President Barack Obama adds fuel to the already biased agenda of feminists, citing that women earn 77 cents for every dollar a man earns, ignoring the fact that women take courses in colleges and universities which pay less, take time off during pregnancy, get into professionals which are relatively easier than those of men, and work less number of hours than men, among other things.

“Today women make up about half our workforce. But they still make 77 cents for every dollar a man earns. That is wrong, and in 2014, it’s an embarrassment.” – U.S. President Barack Obama


About Mohammad Yusha

www.purushatma.wordpress.com

2 Responses to Gender Pay Gap Is Non-Existent And The Myth Should Be Dispelled

  1. Mohammad Yusha April 22, 2015 at 6:08 pm #

    Why a female boss refuses to hire women – Must Read!
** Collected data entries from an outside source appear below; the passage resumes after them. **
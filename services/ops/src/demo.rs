use std::path::PathBuf;

use clap::Args;
use response_coord::config::AppConfig;
use response_coord::error::AppError;
use response_coord::operations::allocation::{
    AllocationRecommendation, CommitReceipt, ItemCommitOutcome, ResponseCoordinator,
};
use response_coord::operations::incidents::{
    IncidentAnalysis, IncidentReport, IncidentType, RegionId, Severity,
};
use response_coord::operations::resources::{Resource, ResourceStatus, ResourceType};
use response_coord::operations::roster::RosterImporter;
use tracing::info;

#[derive(Args, Debug, Default)]
pub(crate) struct DemoArgs {
    /// Seed the registry from a roster CSV instead of the built-in sample fleet.
    #[arg(long)]
    pub(crate) roster_csv: Option<PathBuf>,
    /// Region to plan for. Defaults to the configured region.
    #[arg(long)]
    pub(crate) region: Option<String>,
    /// Stop after printing the recommendation; leave inventory untouched.
    #[arg(long)]
    pub(crate) skip_commit: bool,
    /// Also emit the recommendation as pretty-printed JSON.
    #[arg(long)]
    pub(crate) json: bool,
}

pub(crate) fn run_demo(config: &AppConfig, args: DemoArgs) -> Result<(), AppError> {
    let DemoArgs {
        roster_csv,
        region,
        skip_commit,
        json,
    } = args;

    let region = RegionId(region.unwrap_or_else(|| config.operations.default_region.clone()));
    let mut coordinator = ResponseCoordinator::default();

    let registered = match roster_csv {
        Some(path) => {
            let resources = RosterImporter::from_path(&path)?;
            let count = coordinator.register_resources(resources);
            println!("Inventory source: roster import ({})", path.display());
            count
        }
        None => {
            let count = coordinator.register_resources(sample_fleet());
            println!("Inventory source: built-in sample fleet");
            count
        }
    };
    info!(registered, region = %region, "seeded demo inventory");

    for report in sample_incidents(&region) {
        coordinator.record_incident(report);
    }

    println!("Response coordination demo");
    println!(
        "Evaluated {} | region {} | {} resources registered, {} incidents on record",
        chrono::Local::now().format("%Y-%m-%d %H:%M"),
        region,
        registered,
        coordinator.incidents().len()
    );

    println!("\nActive incidents");
    for incident in coordinator.incidents().iter() {
        println!(
            "- {} | {} | severity {} | ~{} people | {}",
            incident.id,
            incident.kind,
            incident.severity.label(),
            incident.affected_population.unwrap_or(0),
            incident.location.description
        );
    }

    let recommendation = coordinator.recommend_allocation(&region);
    render_recommendation(&recommendation, &coordinator);

    if json {
        match serde_json::to_string_pretty(&recommendation) {
            Ok(payload) => println!("\nRecommendation payload:\n{}", payload),
            Err(err) => println!("\nRecommendation payload unavailable: {}", err),
        }
    }

    if skip_commit {
        println!("\nCommit skipped; inventory untouched.");
        return Ok(());
    }

    let receipt =
        coordinator.commit_allocation(&region, recommendation.items, &config.operations.operator);
    render_receipt(&receipt);

    let stats = coordinator.statistics();
    println!("\nPost-commit utilization");
    for (kind, utilization) in &stats.by_type {
        println!(
            "- {}: {} allocated | {} available | {} total",
            kind, utilization.allocated, utilization.available, utilization.total
        );
    }
    println!(
        "{} open allocation(s), {} active incident(s)",
        stats.open_allocations, stats.active_incidents
    );

    Ok(())
}

fn render_recommendation(
    recommendation: &AllocationRecommendation,
    coordinator: &ResponseCoordinator,
) {
    println!("\nRecommended allocation ({} items)", recommendation.items.len());
    for item in &recommendation.items {
        let name = coordinator
            .registry()
            .get(&item.resource_id)
            .map(|resource| resource.name.as_str())
            .unwrap_or("unknown resource");
        println!(
            "- {} x{} ({}) -> {} | ETA {} min | {}",
            item.resource_id,
            item.quantity,
            name,
            item.destination,
            item.estimated_arrival_minutes,
            item.assigned_task
        );
    }

    println!(
        "Scores: effectiveness {} | coverage {} | response time {}",
        recommendation.scores.overall,
        recommendation.scores.coverage,
        recommendation.scores.response_time
    );

    if recommendation.unmet_needs.is_empty() {
        println!("Unmet needs: none");
    } else {
        println!("Unmet needs");
        for (kind, shortfall) in &recommendation.unmet_needs {
            println!("- {}: short {} unit(s)", kind, shortfall);
        }
    }
}

fn render_receipt(receipt: &CommitReceipt) {
    println!(
        "\nCommitted allocation {} (effectiveness {})",
        receipt.allocation_id, receipt.effectiveness_score
    );
    for item in &receipt.items {
        match &item.outcome {
            ItemCommitOutcome::Committed { remaining } => println!(
                "- {} x{}: committed ({} remaining)",
                item.resource_id, item.quantity, remaining
            ),
            ItemCommitOutcome::InsufficientInventory {
                requested,
                available,
            } => println!(
                "- {} x{}: NOT committed (requested {}, only {} available)",
                item.resource_id, item.quantity, requested, available
            ),
            ItemCommitOutcome::UnknownResource => println!(
                "- {} x{}: NOT committed (unknown resource)",
                item.resource_id, item.quantity
            ),
        }
    }
    println!(
        "{}/{} items committed",
        receipt.committed_count(),
        receipt.items.len()
    );
}

/// A plausible county-scale fleet covering every need profile, with one
/// asset down for maintenance so the availability filter is visible in the
/// demo output.
fn sample_fleet() -> Vec<Resource> {
    vec![
        Resource::new("rt-alpha", "Swiftwater rescue squad", ResourceType::RescueTeam, 6)
            .with_location("county staging yard")
            .with_deployment_time(15)
            .with_capability("swiftwater")
            .with_capability("rope"),
        Resource::new("rt-bravo", "Urban search team", ResourceType::RescueTeam, 4)
            .with_location("east fire hall")
            .with_deployment_time(25)
            .with_capability("structural"),
        Resource::new("bt-1", "Flat-bottom boats", ResourceType::Boat, 8)
            .with_location("north dock")
            .with_deployment_time(20)
            .with_capacity_per_unit(6.0)
            .with_constraint("shallow-water"),
        Resource::new("bt-2", "Rigid inflatables", ResourceType::Boat, 4)
            .with_location("harbor shed")
            .with_deployment_time(35)
            .with_capacity_per_unit(8.0),
        Resource::new("bt-3", "Airboat", ResourceType::Boat, 1)
            .with_location("harbor shed")
            .with_deployment_time(30)
            .with_status(ResourceStatus::Maintenance),
        Resource::new("wp-1", "Trailer pumps", ResourceType::WaterPump, 10)
            .with_location("public works depot")
            .with_deployment_time(40)
            .with_capacity_per_unit(500.0),
        Resource::new("mk-1", "Trauma kits", ResourceType::MedicalKit, 60)
            .with_location("central clinic")
            .with_deployment_time(10),
        Resource::new("mk-2", "Field kits", ResourceType::MedicalKit, 40)
            .with_location("warehouse 4")
            .with_deployment_time(30),
        Resource::new("sk-1", "Shelter kits", ResourceType::ShelterKit, 45)
            .with_location("warehouse 4")
            .with_deployment_time(30),
        Resource::new("fs-1", "Ration pallets", ResourceType::FoodSupply, 3000)
            .with_location("regional depot")
            .with_deployment_time(45),
        Resource::new("tr-1", "Evacuation buses", ResourceType::Transport, 12)
            .with_location("transit yard")
            .with_deployment_time(20)
            .with_capacity_per_unit(40.0),
        Resource::new("ex-1", "Excavators", ResourceType::Excavator, 2)
            .with_location("public works depot")
            .with_deployment_time(50)
            .with_constraint("road-access"),
    ]
}

/// Three concurrent emergencies exercising each need profile in one region.
fn sample_incidents(region: &RegionId) -> Vec<IncidentReport> {
    vec![
        IncidentReport {
            affected_population: Some(5000),
            analysis: Some(IncidentAnalysis {
                causes: vec!["levee overtopping after sustained rainfall".to_string()],
                recommendations: vec!["prioritize boat extraction of cut-off blocks".to_string()],
            }),
            ..IncidentReport::new(
                IncidentType::Flood,
                Severity::Critical,
                &region.0,
                "river bend settlement",
            )
        },
        IncidentReport {
            affected_population: Some(900),
            ..IncidentReport::new(
                IncidentType::Landslide,
                Severity::Medium,
                &region.0,
                "terrace road slip",
            )
        },
        IncidentReport {
            affected_population: Some(2600),
            ..IncidentReport::new(
                IncidentType::Evacuation,
                Severity::High,
                &region.0,
                "hillside ward",
            )
        },
    ]
}
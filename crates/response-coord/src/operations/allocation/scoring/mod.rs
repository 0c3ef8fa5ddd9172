mod config;
pub(crate) mod rules;

pub use config::ScoringConfig;

use serde::{Deserialize, Serialize};

use crate::operations::allocation::domain::AllocationItem;
use crate::operations::allocation::needs::needs_for;
use crate::operations::incidents::{Incident, IncidentStore, RegionId};
use crate::operations::resources::{ResourceRegistry, ResourceType};
use rules::{allocated_by_type, clamp_score, need_totals};
use std::collections::BTreeMap;

/// The three scores attached to every recommendation.
#[derive(Debug, Clone, Copy, PartialEq, Eq, Serialize, Deserialize)]
pub struct ScoreBreakdown {
    pub overall: u8,
    pub coverage: u8,
    pub response_time: u8,
}

/// Stateless scorer applying a [`ScoringConfig`] to proposed or committed
/// allocations. All outputs are integers in [0, 100].
#[derive(Debug, Clone, Default)]
pub struct ScoringEngine {
    config: ScoringConfig,
}

impl ScoringEngine {
    pub fn new(config: ScoringConfig) -> Self {
        Self { config }
    }

    pub fn config(&self) -> &ScoringConfig {
        &self.config
    }

    /// Composite effectiveness of an allocation against the region's active
    /// incidents: weighted type coverage, quantity coverage, and worst-case
    /// response time. Empty allocations score 0; allocating into a region
    /// with no active incidents earns the configured idle constant.
    pub fn effectiveness(
        &self,
        registry: &ResourceRegistry,
        store: &IncidentStore,
        region: &RegionId,
        items: &[AllocationItem],
    ) -> u8 {
        if items.is_empty() {
            return 0;
        }
        let incidents: Vec<&Incident> = store.active_in_region(region).collect();
        if incidents.is_empty() {
            return self.config.idle_allocation_score;
        }

        let totals = need_totals(&incidents);
        let allocated = allocated_by_type(registry, items);

        let type_coverage = if totals.combined.is_empty() {
            0.0
        } else {
            let covered_types = totals
                .combined
                .keys()
                .filter(|kind| allocated.contains_key(*kind))
                .count();
            covered_types as f64 / totals.combined.len() as f64
        };

        let total_needed: u64 = totals.combined.values().sum();
        let quantity_coverage = if total_needed == 0 {
            0.0
        } else {
            let met: u64 = totals
                .per_incident
                .iter()
                .flat_map(|needs| {
                    needs.iter().map(|(kind, quantity)| {
                        u64::from(*quantity).min(allocated.get(kind).copied().unwrap_or(0))
                    })
                })
                .sum();
            met as f64 / total_needed as f64
        };

        let max_arrival = items
            .iter()
            .map(|item| item.estimated_arrival_minutes)
            .max()
            .unwrap_or(0);
        let response_factor =
            (1.0 - f64::from(max_arrival) / self.config.response_horizon_minutes).max(0.0);

        clamp_score(
            100.0
                * (self.config.type_coverage_weight * type_coverage
                    + self.config.quantity_coverage_weight * quantity_coverage
                    + self.config.response_time_weight * response_factor),
        )
    }

    /// Share of incidents whose needs are sufficiently met by the allocation.
    /// An incident counts as covered when at least the configured fraction of
    /// its distinct needs is met in full by the cumulative allocation.
    pub fn coverage(
        &self,
        registry: &ResourceRegistry,
        incidents: &[&Incident],
        items: &[AllocationItem],
    ) -> u8 {
        if incidents.is_empty() || items.is_empty() {
            return 0;
        }
        let allocated = allocated_by_type(registry, items);

        let covered = incidents
            .iter()
            .filter(|incident| {
                let needs = needs_for(incident);
                if needs.is_empty() {
                    return true;
                }
                let met = needs
                    .iter()
                    .filter(|(kind, quantity)| {
                        allocated.get(*kind).copied().unwrap_or(0) >= u64::from(**quantity)
                    })
                    .count();
                met as f64 / needs.len() as f64 >= self.config.coverage_need_threshold
            })
            .count();

        clamp_score(100.0 * covered as f64 / incidents.len() as f64)
    }

    /// Average-arrival score on the 0-100 scale, distinct from the worst-case
    /// factor folded into [`Self::effectiveness`].
    pub fn response_time(&self, items: &[AllocationItem]) -> u8 {
        if items.is_empty() {
            return 0;
        }
        let average = items
            .iter()
            .map(|item| f64::from(item.estimated_arrival_minutes))
            .sum::<f64>()
            / items.len() as f64;
        clamp_score((100.0 - average * 100.0 / self.config.response_horizon_minutes).max(0.0))
    }

    /// Per-type shortfall between total need and total allocation. Types with
    /// no gap are omitted.
    pub fn unmet_needs(
        &self,
        registry: &ResourceRegistry,
        incidents: &[&Incident],
        items: &[AllocationItem],
    ) -> BTreeMap<ResourceType, u32> {
        let totals = need_totals(incidents);
        let allocated = allocated_by_type(registry, items);

        totals
            .combined
            .into_iter()
            .filter_map(|(kind, needed)| {
                let have = allocated.get(&kind).copied().unwrap_or(0);
                if needed > have {
                    Some((kind, u32::try_from(needed - have).unwrap_or(u32::MAX)))
                } else {
                    None
                }
            })
            .collect()
    }
}
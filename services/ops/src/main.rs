use response_coord_ops::run;

fn main() {
    if let Err(err) = run() {
        eprintln!("application error: {err}");
        std::process::exit(1);
    }
}
use std::collections::BTreeMap;

use chrono::{DateTime, Utc};
use serde::{Deserialize, Serialize};

use super::domain::AllocationItem;
use super::needs::needs_for;
use super::scoring::{ScoreBreakdown, ScoringEngine};
use crate::operations::incidents::{Incident, IncidentStore, RegionId};
use crate::operations::resources::{Resource, ResourceRegistry, ResourceType};

/// A scored, read-only allocation proposal for one region.
#[derive(Debug, Clone, PartialEq, Serialize, Deserialize)]
pub struct AllocationRecommendation {
    pub region_id: RegionId,
    pub items: Vec<AllocationItem>,
    pub scores: ScoreBreakdown,
    pub unmet_needs: BTreeMap<ResourceType, u32>,
    pub generated_at: DateTime<Utc>,
}

impl AllocationRecommendation {
    /// Total units proposed across all items.
    pub fn total_quantity(&self) -> u64 {
        self.items.iter().map(|item| u64::from(item.quantity)).sum()
    }
}

/// Build the recommended allocation for a region. Reads the registry and
/// store, mutates neither: calling this twice against unchanged state yields
/// identical recommendations (timestamps aside).
///
/// Incident passes are independent. Each incident's needs are served from the
/// full available inventory, cheapest deployment time first; the commitment
/// step is where contention between incidents becomes visible.
pub(crate) fn recommend(
    registry: &ResourceRegistry,
    store: &IncidentStore,
    engine: &ScoringEngine,
    region: &RegionId,
) -> AllocationRecommendation {
    let incidents: Vec<&Incident> = store.active_in_region(region).collect();

    let mut items = Vec::new();
    for incident in &incidents {
        let needs = needs_for(incident);
        for (kind, needed) in &needs {
            let mut remaining = *needed;
            if remaining == 0 {
                continue;
            }

            let mut candidates: Vec<&Resource> = registry.available(Some(kind)).collect();
            candidates.sort_by_key(|resource| resource.deployment_time_minutes);

            for candidate in candidates {
                if remaining == 0 {
                    break;
                }
                let granted = candidate.quantity.min(remaining);
                if granted == 0 {
                    continue;
                }
                items.push(AllocationItem {
                    resource_id: candidate.id.clone(),
                    quantity: granted,
                    destination: incident.location.description.clone(),
                    assigned_task: format!("Respond to {} incident", incident.kind),
                    estimated_arrival_minutes: candidate.deployment_time_minutes,
                });
                remaining -= granted;
            }
        }
    }

    let scores = ScoreBreakdown {
        overall: engine.effectiveness(registry, store, region, &items),
        coverage: engine.coverage(registry, &incidents, &items),
        response_time: engine.response_time(&items),
    };
    let unmet_needs = engine.unmet_needs(registry, &incidents, &items);

    AllocationRecommendation {
        region_id: region.clone(),
        items,
        scores,
        unmet_needs,
        generated_at: Utc::now(),
    }
}
use std::fmt;

use chrono::{DateTime, Utc};
use serde::{Deserialize, Serialize};

use crate::operations::resources::ResourceId;

/// Identifier wrapper for recorded incidents.
#[derive(Debug, Clone, PartialEq, Eq, PartialOrd, Ord, Hash, Serialize, Deserialize)]
pub struct IncidentId(pub String);

impl fmt::Display for IncidentId {
    fn fmt(&self, f: &mut fmt::Formatter<'_>) -> fmt::Result {
        f.write_str(&self.0)
    }
}

/// Identifier wrapper for administrative response regions.
#[derive(Debug, Clone, PartialEq, Eq, PartialOrd, Ord, Hash, Serialize, Deserialize)]
pub struct RegionId(pub String);

impl fmt::Display for RegionId {
    fn fmt(&self, f: &mut fmt::Formatter<'_>) -> fmt::Result {
        f.write_str(&self.0)
    }
}

/// Classification of an emergency event. Open like the resource type
/// enumeration: unlisted categories fall back to `Other` and receive the
/// default need profile.
#[derive(Debug, Clone, PartialEq, Eq, PartialOrd, Ord, Hash, Serialize, Deserialize)]
#[serde(from = "String", into = "String")]
pub enum IncidentType {
    Flood,
    Landslide,
    Evacuation,
    Other(String),
}

impl IncidentType {
    pub fn as_str(&self) -> &str {
        match self {
            IncidentType::Flood => "flood",
            IncidentType::Landslide => "landslide",
            IncidentType::Evacuation => "evacuation",
            IncidentType::Other(label) => label,
        }
    }
}

impl From<String> for IncidentType {
    fn from(value: String) -> Self {
        match value.as_str() {
            "flood" => IncidentType::Flood,
            "landslide" => IncidentType::Landslide,
            "evacuation" => IncidentType::Evacuation,
            _ => IncidentType::Other(value),
        }
    }
}

impl From<IncidentType> for String {
    fn from(value: IncidentType) -> Self {
        value.as_str().to_string()
    }
}

impl fmt::Display for IncidentType {
    fn fmt(&self, f: &mut fmt::Formatter<'_>) -> fmt::Result {
        f.write_str(self.as_str())
    }
}

/// Severity grading driving the need estimator's scale factor.
#[derive(Debug, Clone, Copy, PartialEq, Eq, PartialOrd, Ord, Serialize, Deserialize)]
#[serde(rename_all = "snake_case")]
pub enum Severity {
    Low,
    Medium,
    High,
    Critical,
}

impl Severity {
    /// Integer scale applied to every need formula: low=1, medium=2, high=3,
    /// critical=5.
    pub const fn scale(self) -> u32 {
        match self {
            Severity::Low => 1,
            Severity::Medium => 2,
            Severity::High => 3,
            Severity::Critical => 5,
        }
    }

    pub const fn label(self) -> &'static str {
        match self {
            Severity::Low => "low",
            Severity::Medium => "medium",
            Severity::High => "high",
            Severity::Critical => "critical",
        }
    }
}

/// Lifecycle state of an incident. No transition graph is enforced; upstream
/// collaborators advance it at will.
#[derive(Debug, Clone, Copy, PartialEq, Eq, Serialize, Deserialize)]
#[serde(rename_all = "snake_case")]
pub enum IncidentStatus {
    Active,
    Contained,
    Resolved,
}

impl IncidentStatus {
    pub const fn label(self) -> &'static str {
        match self {
            IncidentStatus::Active => "active",
            IncidentStatus::Contained => "contained",
            IncidentStatus::Resolved => "resolved",
        }
    }
}

impl Default for IncidentStatus {
    fn default() -> Self {
        IncidentStatus::Active
    }
}

#[derive(Debug, Clone, Copy, PartialEq, Serialize, Deserialize)]
pub struct GeoCoordinates {
    pub latitude: f64,
    pub longitude: f64,
}

/// Where the incident is unfolding. The description doubles as the
/// destination printed on allocation items.
#[derive(Debug, Clone, PartialEq, Serialize, Deserialize)]
pub struct IncidentLocation {
    #[serde(default, skip_serializing_if = "Option::is_none")]
    pub coordinates: Option<GeoCoordinates>,
    pub description: String,
}

impl IncidentLocation {
    pub fn described(description: &str) -> Self {
        Self {
            coordinates: None,
            description: description.to_string(),
        }
    }
}

/// Free-text situation assessment attached by analysts.
#[derive(Debug, Clone, Default, PartialEq, Serialize, Deserialize)]
pub struct IncidentAnalysis {
    #[serde(default)]
    pub causes: Vec<String>,
    #[serde(default)]
    pub recommendations: Vec<String>,
}

/// A recorded emergency event.
#[derive(Debug, Clone, PartialEq, Serialize, Deserialize)]
pub struct Incident {
    pub id: IncidentId,
    #[serde(rename = "type")]
    pub kind: IncidentType,
    pub severity: Severity,
    pub reported_at: DateTime<Utc>,
    pub location: IncidentLocation,
    #[serde(default, skip_serializing_if = "Option::is_none")]
    pub affected_population: Option<u32>,
    pub status: IncidentStatus,
    pub region_id: RegionId,
    #[serde(default)]
    pub response_teams: Vec<ResourceId>,
    #[serde(default)]
    pub resources: Vec<ResourceId>,
    #[serde(default, skip_serializing_if = "Option::is_none")]
    pub analysis: Option<IncidentAnalysis>,
}

/// Intake shape for [`super::store::IncidentStore::record`]: id and report
/// time are optional and normalized on recording.
#[derive(Debug, Clone, PartialEq, Serialize, Deserialize)]
pub struct IncidentReport {
    #[serde(default)]
    pub id: Option<IncidentId>,
    #[serde(rename = "type")]
    pub kind: IncidentType,
    pub severity: Severity,
    #[serde(default)]
    pub reported_at: Option<DateTime<Utc>>,
    pub location: IncidentLocation,
    #[serde(default)]
    pub affected_population: Option<u32>,
    #[serde(default)]
    pub status: IncidentStatus,
    pub region_id: RegionId,
    #[serde(default)]
    pub response_teams: Vec<ResourceId>,
    #[serde(default)]
    pub resources: Vec<ResourceId>,
    #[serde(default)]
    pub analysis: Option<IncidentAnalysis>,
}

impl IncidentReport {
    /// A minimal active report for the given region; callers fill in the rest
    /// through struct update syntax.
    pub fn new(kind: IncidentType, severity: Severity, region: &str, description: &str) -> Self {
        Self {
            id: None,
            kind,
            severity,
            reported_at: None,
            location: IncidentLocation::described(description),
            affected_population: None,
            status: IncidentStatus::Active,
            region_id: RegionId(region.to_string()),
            response_teams: Vec::new(),
            resources: Vec::new(),
            analysis: None,
        }
    }
}
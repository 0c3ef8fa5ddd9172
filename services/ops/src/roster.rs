use std::collections::BTreeMap;
use std::path::PathBuf;

use clap::Args;
use response_coord::error::AppError;
use response_coord::operations::resources::{ResourceStatus, ResourceType};
use response_coord::operations::roster::RosterImporter;

#[derive(Args, Debug)]
pub(crate) struct RosterArgs {
    /// Roster CSV to validate
    #[arg(long)]
    pub(crate) csv: PathBuf,
}

pub(crate) fn run_roster_check(args: RosterArgs) -> Result<(), AppError> {
    let resources = RosterImporter::from_path(&args.csv)?;

    let mut per_type: BTreeMap<ResourceType, (usize, u64)> = BTreeMap::new();
    let mut deployable_units = 0u64;
    for resource in &resources {
        let entry = per_type.entry(resource.kind.clone()).or_insert((0, 0));
        entry.0 += 1;
        entry.1 += u64::from(resource.quantity);
        if resource.status == ResourceStatus::Available {
            deployable_units += u64::from(resource.quantity);
        }
    }

    println!("Roster check: {}", args.csv.display());
    println!(
        "{} record(s), {} deployable unit(s)",
        resources.len(),
        deployable_units
    );
    println!("\nBy type");
    for (kind, (records, units)) in &per_type {
        println!("- {}: {} record(s), {} unit(s)", kind, records, units);
    }

    Ok(())
}
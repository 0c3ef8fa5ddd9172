//! CSV ingestion of resource rosters. Upstream systems hand the registry its
//! inventory through `registerResources`-style bulk loads; this module turns
//! an exported roster file into validated [`Resource`] records for exactly
//! that call.

mod normalizer;
mod parser;

use std::io::Read;
use std::path::{Path, PathBuf};

use crate::operations::resources::Resource;

#[derive(Debug, thiserror::Error)]
pub enum RosterImportError {
    #[error("failed to read roster '{path}': {source}")]
    Io {
        path: PathBuf,
        #[source]
        source: std::io::Error,
    },
    #[error("invalid roster csv data: {0}")]
    Csv(#[from] csv::Error),
    #[error("roster record {record}: resource id is blank")]
    BlankId { record: usize },
    #[error("roster record {record}: unknown resource status '{value}'")]
    UnknownStatus { record: usize, value: String },
}

pub struct RosterImporter;

impl RosterImporter {
    pub fn from_path<P: AsRef<Path>>(path: P) -> Result<Vec<Resource>, RosterImportError> {
        let file = std::fs::File::open(path.as_ref()).map_err(|source| RosterImportError::Io {
            path: path.as_ref().to_path_buf(),
            source,
        })?;
        Self::from_reader(file)
    }

    pub fn from_reader<R: Read>(reader: R) -> Result<Vec<Resource>, RosterImportError> {
        parser::parse_roster(reader)
    }
}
    I don’t want to hire any more women.

    Yes, I said it. You cringed when you read it and I cringed when I wrote it, and even more so when the thought first occurred to me. I am a woman, a feminist, a mother, and a passionate entrepreneur. I don’t just stand for equality – I have crashed the glass ceiling in every aspect of my life. I get extremely angry when I come across articles that insist there are gender differences that extend beyond physiology. I am fortunate to have had female role models who taught me through their own examples that I can accomplish absolutely anything I desire.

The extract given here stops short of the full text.